0,305, p = 0,008); e mais fraca para o subtipo atencional (rs = 0,255, p = 0,027).

Entretanto, não houve associação significativa para o subtipo motor (rs = 0,191, p =

0,101).

Considerando-se este comportamento, independentemente da atuação da impulsividade, transtornos de humor são fortemente relacionados à recorrência de tentativas de suicídio (26), sendo a depressão um dos diagnósticos mais associados à repetição de tentativas de suicídio (104). Um estudo longitudinal de 40 anos observou grande recorrência de tentativas de suicídio durante a vida em pacientes gravemente depressivos (105). Por outro lado, a impulsividade isoladamente, como traço de personalidade, também pode exercer influência no comportamento suicida no que se refere à recorrência de tentativas de suicídio. Segundo hipótese levantada em um estudo comparativo entre os gêneros, a maior recorrência de tentativas de suicídio em mulheres deveu-se provavelmente à maior impulsividade (106). Em associação com depressão, diagnósticos comórbidos que cursam com intensa agressividade, ansiedade e descontrole de impulso são fortemente associados ao aumento do risco suicida (90).

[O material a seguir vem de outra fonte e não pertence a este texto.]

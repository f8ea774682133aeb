//! Phase-scoped outputs written by the goal, concept and assembly nodes.

use chrono::{DateTime, Utc};
use serde::{Deserialize, Serialize};

use crate::gateway::ImageArtifact;

#[derive(Debug, Clone, PartialEq, Serialize, Deserialize)]
pub struct Goals {
    pub statement: String,
    #[serde(default)]
    pub constraints: Vec<String>,
    #[serde(default)]
    pub audience: String,
}

/// Candidate product idea. Safety fields are filled by evaluation.
#[derive(Debug, Clone, PartialEq, Serialize, Deserialize)]
pub struct ProductOption {
    pub id: String,
    pub title: String,
    #[serde(default)]
    pub description: String,
    #[serde(default)]
    pub materials: Vec<String>,
    #[serde(default)]
    pub steps: Vec<String>,
    #[serde(default)]
    pub difficulty: String,
    #[serde(default)]
    pub score: Option<f32>,
    /// `Some(false)` means vetoed; such an option is never selected.
    #[serde(default)]
    pub safety_check: Option<bool>,
    #[serde(default)]
    pub safety_notes: Vec<String>,
}

impl ProductOption {
    pub fn new(id: impl Into<String>, title: impl Into<String>) -> Self {
        Self {
            id: id.into(),
            title: title.into(),
            description: String::new(),
            materials: Vec::new(),
            steps: Vec::new(),
            difficulty: "easy".to_string(),
            score: None,
            safety_check: None,
            safety_notes: Vec::new(),
        }
    }

    pub fn is_safe(&self) -> bool {
        self.safety_check == Some(true)
    }

    /// Lowercased title, description and materials, for hazard scanning.
    pub fn searchable_text(&self) -> String {
        let mut text = format!("{} {}", self.title, self.description);
        for m in &self.materials {
            text.push(' ');
            text.push_str(m);
        }
        text.to_lowercase()
    }
}

/// One concept image slot.
#[derive(Debug, Clone, PartialEq, Serialize, Deserialize)]
pub struct ConceptVariant {
    pub index: usize,
    pub style: String,
    pub prompt: String,
    /// `None` until `image_generate` has processed this variant.
    pub image: Option<ImageArtifact>,
}

impl ConceptVariant {
    pub fn is_pending(&self) -> bool {
        self.image.is_none()
    }
}

#[derive(Debug, Clone, PartialEq, Serialize, Deserialize)]
pub struct BillItem {
    pub item: String,
    pub quantity: u32,
    pub material: String,
    pub reused: bool,
}

#[derive(Debug, Clone, PartialEq, Serialize, Deserialize)]
pub struct SustainabilityReport {
    pub items_reused: u32,
    pub materials: Vec<String>,
    pub estimated_waste_diverted_grams: u32,
    pub notes: Vec<String>,
}

#[derive(Debug, Clone, PartialEq, Serialize, Deserialize)]
pub struct ProductPackage {
    pub title: String,
    pub summary: String,
    pub artifact_type: String,
    pub bill_of_materials: Vec<BillItem>,
    pub instructions: Vec<String>,
    pub sustainability: SustainabilityReport,
    pub concept_images: usize,
    pub placeholder_images: usize,
}

#[derive(Debug, Clone, PartialEq, Serialize, Deserialize)]
pub struct ExportBundle {
    pub filename: String,
    pub format: String,
    /// Pretty-printed JSON of the package.
    pub document: String,
    pub markdown: String,
    pub created_at: DateTime<Utc>,
}

#[derive(Debug, Clone, PartialEq, Serialize, Deserialize)]
pub struct WorkflowAnalytics {
    pub duration_secs: i64,
    pub ingredient_count: usize,
    pub mean_confidence: f32,
    pub clarification_rounds: u32,
    pub choice_regenerations: u32,
    pub error_count: usize,
    pub placeholder_images: usize,
}

#[derive(Debug, Clone, PartialEq, Serialize, Deserialize)]
pub struct ShareCard {
    pub slug: String,
    pub caption: String,
    pub hashtags: Vec<String>,
}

Estudos comparando indivíduos com histórico de

tentativas de suicídio únicas e múltiplas observaram aumento significativo da impulsividade nestes últimos (107), com resultado semelhante observado entre pacientes depressivos com múltiplas tentativas (108).

Diferentemente do observado em nossos resultados, em outros estudos, indivíduos com histórico de múltiplas tentativas de suicídio apresentaram pontuações mais altas no subtipo motor da escala BIS-11 (37,67). Hur e Kim (2009) também encontraram maior pontuação da impulsividade do subtipo motor ao avaliar pacientes depressivos em relação aos controles (100).